In this process, we are also trying to change cultural attitudes, convincing industry that academia can and will make a meaningful commitment to efficient, timely execution of its contracted work and convincing our academic colleagues that working with industry to make new medicines is not, in fact, making a pact with the devil, but is an important and valuable way for us to help the patients who place their trust in our care. A recent survey suggests that the attitude of academic investigators may indeed be changing.

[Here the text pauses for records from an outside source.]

use std::time::Duration;

use async_trait::async_trait;
use common::{
    DriverId, NewRating, NewTrip, Page, PageRequest, PassengerId, Rating, RatingId, RatingSortKey,
    Trip, TripId, TripSortKey, TripStatus, TripUpdate,
};

use crate::{OutboxEntry, OutboxId, RatingFilter, Result, TripFilter};

/// Derives the outbox entry from a trip inside the completing transaction.
pub type EntryBuilder = Box<dyn for<'a> FnOnce(&'a Trip) -> Result<OutboxEntry> + Send>;

/// Persistence for trip rows.
///
/// Concurrent writes to the same id are serialized by the backend only;
/// the last write wins.
#[async_trait]
pub trait TripRepository: Send + Sync {
    /// Inserts a trip in `Created` status and returns it with its new id.
    async fn create_trip(&self, trip: NewTrip) -> Result<Trip>;

    /// Loads a trip. Returns None if no row has this id.
    async fn find_trip(&self, id: TripId) -> Result<Option<Trip>>;

    /// Replaces the trip's fields, leaving its status untouched.
    async fn update_trip(&self, id: TripId, update: TripUpdate) -> Result<Trip>;

    /// Overwrites the trip's status without looking at the previous one.
    async fn set_trip_status(&self, id: TripId, status: TripStatus) -> Result<Trip>;

    /// Sets the trip to `Completed` and stores `entry` in the outbox, atomically.
    ///
    /// `build_entry` receives the trip as it is after the update, so the
    /// entry can be derived from the row read inside the same transaction.
    /// Either both writes are visible afterwards or neither is. A claim set
    /// on the built entry is stored with it.
    async fn complete_trip_with_outbox(
        &self,
        id: TripId,
        build_entry: EntryBuilder,
    ) -> Result<(Trip, OutboxEntry)>;

    /// Deletes a trip.
    async fn delete_trip(&self, id: TripId) -> Result<()>;

    /// Lists trips matching the filter, one page at a time.
    async fn query_trips(
        &self,
        filter: &TripFilter,
        page: &PageRequest<TripSortKey>,
    ) -> Result<Page<Trip>>;
}

/// Persistence for rating rows.
#[async_trait]
pub trait RatingRepository: Send + Sync {
    /// Inserts a rating.
    ///
    /// Fails with `DuplicateRating` if a rating for the same
    /// (driver, passenger) pair exists; the check and the insert are one
    /// atomic step.
    async fn insert_rating(&self, rating: NewRating) -> Result<Rating>;

    /// Loads a rating. Returns None if no row has this id.
    async fn find_rating(&self, id: RatingId) -> Result<Option<Rating>>;

    /// Replaces all fields of a rating.
    ///
    /// Fails with `DuplicateRating` if the new pair belongs to another rating.
    async fn update_rating(&self, id: RatingId, rating: NewRating) -> Result<Rating>;

    /// Deletes a rating.
    async fn delete_rating(&self, id: RatingId) -> Result<()>;

    /// Returns true if a rating exists for the pair.
    async fn rating_exists(&self, driver_id: DriverId, passenger_id: PassengerId) -> Result<bool>;

    /// Lists ratings matching the filter, one page at a time.
    async fn query_ratings(
        &self,
        filter: &RatingFilter,
        page: &PageRequest<RatingSortKey>,
    ) -> Result<Page<Rating>>;

    /// Mean score of all ratings for a driver. Returns None if there are none.
    async fn average_score_for_driver(&self, driver_id: DriverId) -> Result<Option<f64>>;
}

/// Access to outbox entries written by [`TripRepository::complete_trip_with_outbox`].
#[async_trait]
pub trait OutboxRepository: Send + Sync {
    /// Returns up to `limit` unpublished entries, oldest first, claimed or not.
    async fn pending_outbox(&self, limit: usize) -> Result<Vec<OutboxEntry>>;

    /// Claims up to `limit` unpublished entries nobody holds, oldest first.
    ///
    /// Each returned entry is held for `lease`. Until the lease runs out or
    /// the claim is released, no other caller gets it. Concurrent callers
    /// never receive the same entry.
    async fn claim_pending(&self, limit: usize, lease: Duration) -> Result<Vec<OutboxEntry>>;

    /// Loads an unpublished entry. Published entries may no longer be found.
    async fn find_outbox(&self, id: OutboxId) -> Result<Option<OutboxEntry>>;

    /// Records a confirmed publish and drops the claim. Marking twice is harmless.
    async fn mark_published(&self, id: OutboxId) -> Result<()>;

    /// Records a failed publish attempt and releases the claim.
    async fn record_publish_failure(&self, id: OutboxId, error: &str) -> Result<()>;

    /// Releases a claim without counting an attempt.
    async fn release_claim(&self, id: OutboxId) -> Result<()>;
}

/// A backend providing every repository.
pub trait Store: TripRepository + RatingRepository + OutboxRepository + Clone + 'static {}

impl<T> Store for T where T: TripRepository + RatingRepository + OutboxRepository + Clone + 'static {}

Many investigators now perceive that working with companies is a source of both valuable ideas and collaborations, as well as an enabler of productivity; and 40% of researchers have initiated industrial relationships that have had important nonfinancial scientific contributions to their work.19 It is our hypothesis that by improving academic/industry partnerships on terms that preserve the integrity and independence of the academic investigative community, we will also improve the lives of those who have diseases we now cannot effectively treat.